*Work instructions*:
All entries below are to be retyped in full, precisely as they appear.
─── Given data ───
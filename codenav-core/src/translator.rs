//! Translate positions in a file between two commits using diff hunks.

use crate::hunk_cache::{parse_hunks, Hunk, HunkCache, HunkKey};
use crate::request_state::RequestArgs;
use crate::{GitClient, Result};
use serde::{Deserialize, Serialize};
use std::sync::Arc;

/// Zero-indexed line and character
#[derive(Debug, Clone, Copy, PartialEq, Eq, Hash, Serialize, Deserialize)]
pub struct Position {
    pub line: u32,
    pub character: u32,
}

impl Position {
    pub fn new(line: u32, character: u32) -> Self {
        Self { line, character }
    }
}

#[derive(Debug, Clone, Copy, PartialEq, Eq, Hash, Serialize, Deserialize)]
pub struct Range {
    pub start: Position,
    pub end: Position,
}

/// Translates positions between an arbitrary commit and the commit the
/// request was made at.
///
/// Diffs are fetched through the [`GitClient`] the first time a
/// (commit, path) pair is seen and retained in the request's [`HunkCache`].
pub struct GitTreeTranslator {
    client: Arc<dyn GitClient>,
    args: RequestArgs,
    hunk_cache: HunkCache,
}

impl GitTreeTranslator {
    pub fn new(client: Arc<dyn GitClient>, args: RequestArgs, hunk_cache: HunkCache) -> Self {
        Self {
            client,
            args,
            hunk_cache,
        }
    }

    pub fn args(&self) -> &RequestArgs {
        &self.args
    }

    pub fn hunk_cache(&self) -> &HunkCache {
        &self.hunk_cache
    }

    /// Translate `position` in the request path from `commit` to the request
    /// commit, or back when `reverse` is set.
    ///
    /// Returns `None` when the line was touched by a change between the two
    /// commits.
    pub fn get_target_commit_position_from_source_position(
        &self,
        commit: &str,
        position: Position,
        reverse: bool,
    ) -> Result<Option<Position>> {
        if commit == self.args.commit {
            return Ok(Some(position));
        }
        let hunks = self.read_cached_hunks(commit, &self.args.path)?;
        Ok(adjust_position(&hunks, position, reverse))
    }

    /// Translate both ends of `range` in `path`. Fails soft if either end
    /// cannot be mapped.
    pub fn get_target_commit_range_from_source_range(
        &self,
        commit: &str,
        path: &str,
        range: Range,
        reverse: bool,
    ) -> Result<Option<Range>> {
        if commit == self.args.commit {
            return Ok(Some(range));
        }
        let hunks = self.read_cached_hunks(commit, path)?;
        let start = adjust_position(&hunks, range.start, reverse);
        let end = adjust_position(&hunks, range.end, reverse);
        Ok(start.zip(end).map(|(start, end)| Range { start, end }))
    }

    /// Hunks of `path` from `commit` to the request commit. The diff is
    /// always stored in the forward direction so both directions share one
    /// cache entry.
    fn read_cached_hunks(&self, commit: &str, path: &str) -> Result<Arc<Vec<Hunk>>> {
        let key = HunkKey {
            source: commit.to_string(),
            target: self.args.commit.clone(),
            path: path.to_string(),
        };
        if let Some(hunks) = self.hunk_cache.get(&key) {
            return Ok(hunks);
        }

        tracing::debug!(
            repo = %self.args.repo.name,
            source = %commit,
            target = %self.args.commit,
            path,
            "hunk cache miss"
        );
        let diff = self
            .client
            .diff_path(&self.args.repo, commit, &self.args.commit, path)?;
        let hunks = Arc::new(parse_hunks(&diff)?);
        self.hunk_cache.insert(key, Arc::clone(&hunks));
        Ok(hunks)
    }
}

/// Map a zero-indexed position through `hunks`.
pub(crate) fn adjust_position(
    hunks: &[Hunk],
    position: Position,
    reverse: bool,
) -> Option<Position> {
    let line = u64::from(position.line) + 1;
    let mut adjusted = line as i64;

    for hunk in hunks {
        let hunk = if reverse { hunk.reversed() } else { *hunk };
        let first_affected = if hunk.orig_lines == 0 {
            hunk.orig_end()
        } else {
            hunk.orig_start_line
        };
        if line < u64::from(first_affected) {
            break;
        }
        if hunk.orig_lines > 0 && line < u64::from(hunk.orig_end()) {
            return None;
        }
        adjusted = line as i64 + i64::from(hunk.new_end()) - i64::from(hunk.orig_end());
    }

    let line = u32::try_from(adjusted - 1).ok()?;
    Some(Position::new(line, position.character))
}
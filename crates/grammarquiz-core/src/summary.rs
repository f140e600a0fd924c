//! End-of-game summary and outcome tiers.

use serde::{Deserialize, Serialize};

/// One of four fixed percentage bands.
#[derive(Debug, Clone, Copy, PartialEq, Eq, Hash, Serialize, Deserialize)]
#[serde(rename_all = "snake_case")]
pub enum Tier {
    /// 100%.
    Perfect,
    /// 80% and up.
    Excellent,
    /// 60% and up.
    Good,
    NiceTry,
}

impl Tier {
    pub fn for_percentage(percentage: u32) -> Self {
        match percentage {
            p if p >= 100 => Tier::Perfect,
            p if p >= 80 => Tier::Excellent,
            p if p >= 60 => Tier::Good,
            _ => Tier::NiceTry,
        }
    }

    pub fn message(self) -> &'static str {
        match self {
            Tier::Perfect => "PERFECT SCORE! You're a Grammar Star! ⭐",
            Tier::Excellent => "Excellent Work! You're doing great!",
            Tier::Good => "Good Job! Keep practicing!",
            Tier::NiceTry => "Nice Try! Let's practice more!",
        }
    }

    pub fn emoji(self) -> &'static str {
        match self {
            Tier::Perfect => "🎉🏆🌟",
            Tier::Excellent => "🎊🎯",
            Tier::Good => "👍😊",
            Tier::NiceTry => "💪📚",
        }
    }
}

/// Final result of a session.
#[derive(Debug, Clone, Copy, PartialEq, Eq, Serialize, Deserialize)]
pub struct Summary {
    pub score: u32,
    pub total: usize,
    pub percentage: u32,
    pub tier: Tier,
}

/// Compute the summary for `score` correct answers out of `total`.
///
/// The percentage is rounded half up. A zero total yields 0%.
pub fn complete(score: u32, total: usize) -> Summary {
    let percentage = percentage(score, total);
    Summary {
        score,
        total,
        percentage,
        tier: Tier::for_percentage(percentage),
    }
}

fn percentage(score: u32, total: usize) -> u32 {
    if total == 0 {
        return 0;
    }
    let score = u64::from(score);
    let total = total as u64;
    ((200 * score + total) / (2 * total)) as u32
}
───
*Solved exercise*:
filename codenav-core/src/translator.rs
//! Translate positions in a file between two commits using diff hunks.

use crate::hunk_cache::{parse_hunks, Hunk, HunkCache, HunkKey};
use crate::request_state::RequestArgs;
use crate::{GitClient, Result};
use serde::{Deserialize, Serialize};
use std::sync::Arc;

/// Zero-indexed line and character
#[derive(Debug, Clone, Copy, PartialEq, Eq, Hash, Serialize, Deserialize)]
pub struct Position {
    pub line: u32,
    pub character: u32,
}

impl Position {
    pub fn new(line: u32, character: u32) -> Self {
        Self { line, character }
    }
}

#[derive(Debug, Clone, Copy, PartialEq, Eq, Hash, Serialize, Deserialize)]
pub struct Range {
    pub start: Position,
    pub end: Position,
}

/// Translates positions between an arbitrary commit and the commit the
/// request was made at.
///
/// Diffs are fetched through the [`GitClient`] the first time a
/// (commit, path) pair is seen and retained in the request's [`HunkCache`].
pub struct GitTreeTranslator {
    client: Arc<dyn GitClient>,
    args: RequestArgs,
    hunk_cache: HunkCache,
}

impl GitTreeTranslator {
    pub fn new(client: Arc<dyn GitClient>, args: RequestArgs, hunk_cache: HunkCache) -> Self {
        Self {
            client,
            args,
            hunk_cache,
        }
    }

    pub fn args(&self) -> &RequestArgs {
        &self.args
    }

    pub fn hunk_cache(&self) -> &HunkCache {
        &self.hunk_cache
    }

    /// Translate `position` in the request path from `commit` to the request
    /// commit, or back when `reverse` is set.
    ///
    /// Returns `None` when the line was touched by a change between the two
    /// commits.
    pub fn get_target_commit_position_from_source_position(
        &self,
        commit: &str,
        position: Position,
        reverse: bool,
    ) -> Result<Option<Position>> {
        if commit == self.args.commit {
            return Ok(Some(position));
        }
        let hunks = self.read_cached_hunks(commit, &self.args.path)?;
        Ok(adjust_position(&hunks, position, reverse))
    }

    /// Translate both ends of `range` in `path`. Fails soft if either end
    /// cannot be mapped.
    pub fn get_target_commit_range_from_source_range(
        &self,
        commit: &str,
        path: &str,
        range: Range,
        reverse: bool,
    ) -> Result<Option<Range>> {
        if commit == self.args.commit {
            return Ok(Some(range));
        }
        let hunks = self.read_cached_hunks(commit, path)?;
        let start = adjust_position(&hunks, range.start, reverse);
        let end = adjust_position(&hunks, range.end, reverse);
        Ok(start.zip(end).map(|(start, end)| Range { start, end }))
    }

    /// Hunks of `path` from `commit` to the request commit. The diff is
    /// always stored in the forward direction so both directions share one
    /// cache entry.
    fn read_cached_hunks(&self, commit: &str, path: &str) -> Result<Arc<Vec<Hunk>>> {
        let key = HunkKey {
            source: commit.to_string(),
            target: self.args.commit.clone(),
            path: path.to_string(),
        };
        if let Some(hunks) = self.hunk_cache.get(&key) {
            return Ok(hunks);
        }

        tracing::debug!(
            repo = %self.args.repo.name,
            source = %commit,
            target = %self.args.commit,
            path,
            "hunk cache miss"
        );
        let diff = self
            .client
            .diff_path(&self.args.repo, commit, &self.args.commit, path)?;
        let hunks = Arc::new(parse_hunks(&diff)?);
        self.hunk_cache.insert(key, Arc::clone(&hunks));
        Ok(hunks)
    }
}

/// Map a zero-indexed position through `hunks`.
pub(crate) fn adjust_position(
    hunks: &[Hunk],
    position: Position,
    reverse: bool,
) -> Option<Position> {
    let line = u64::from(position.line) + 1;
    let mut adjusted = line as i64;

    for hunk in hunks {
        let hunk = if reverse { hunk.reversed() } else { *hunk };
        let first_affected = if hunk.orig_lines == 0 {
            hunk.orig_end()
        } else {
            hunk.orig_start_line
        };
        if line < u64::from(first_affected) {
            break;
        }
        if hunk.orig_lines > 0 && line < u64::from(hunk.orig_end()) {
            return None;
        }
        adjusted = line as i64 + i64::from(hunk.new_end()) - i64::from(hunk.orig_end());
    }

    let line = u32::try_from(adjusted - 1).ok()?;
    Some(Position::new(line, position.character))
}
filename crates/grammarquiz-core/src/summary.rs
repository f140e600a0fd924c
//! End-of-game summary and outcome tiers.

use serde::{Deserialize, Serialize};

/// One of four fixed percentage bands.
#[derive(Debug, Clone, Copy, PartialEq, Eq, Hash, Serialize, Deserialize)]
#[serde(rename_all = "snake_case")]
pub enum Tier {
    /// 100%.
    Perfect,
    /// 80% and up.
    Excellent,
    /// 60% and up.
    Good,
    NiceTry,
}

impl Tier {
    pub fn for_percentage(percentage: u32) -> Self {
        match percentage {
            p if p >= 100 => Tier::Perfect,
            p if p >= 80 => Tier::Excellent,
            p if p >= 60 => Tier::Good,
            _ => Tier::NiceTry,
        }
    }

    pub fn message(self) -> &'static str {
        match self {
            Tier::Perfect => "PERFECT SCORE! You're a Grammar Star! ⭐",
            Tier::Excellent => "Excellent Work! You're doing great!",
            Tier::Good => "Good Job! Keep practicing!",
            Tier::NiceTry => "Nice Try! Let's practice more!",
        }
    }

    pub fn emoji(self) -> &'static str {
        match self {
            Tier::Perfect => "🎉🏆🌟",
            Tier::Excellent => "🎊🎯",
            Tier::Good => "👍😊",
            Tier::NiceTry => "💪📚",
        }
    }
}

/// Final result of a session.
#[derive(Debug, Clone, Copy, PartialEq, Eq, Serialize, Deserialize)]
pub struct Summary {
    pub score: u32,
    pub total: usize,
    pub percentage: u32,
    pub tier: Tier,
}

/// Compute the summary for `score` correct answers out of `total`.
///
/// The percentage is rounded half up. A zero total yields 0%.
pub fn complete(score: u32, total: usize) -> Summary {
    let percentage = percentage(score, total);
    Summary {
        score,
        total,
        percentage,
        tier: Tier::for_percentage(percentage),
    }
}

fn percentage(score: u32, total: usize) -> u32 {
    if total == 0 {
        return 0;
    }
    let score = u64::from(score);
    let total = total as u64;
    ((200 * score + total) / (2 * total)) as u32
}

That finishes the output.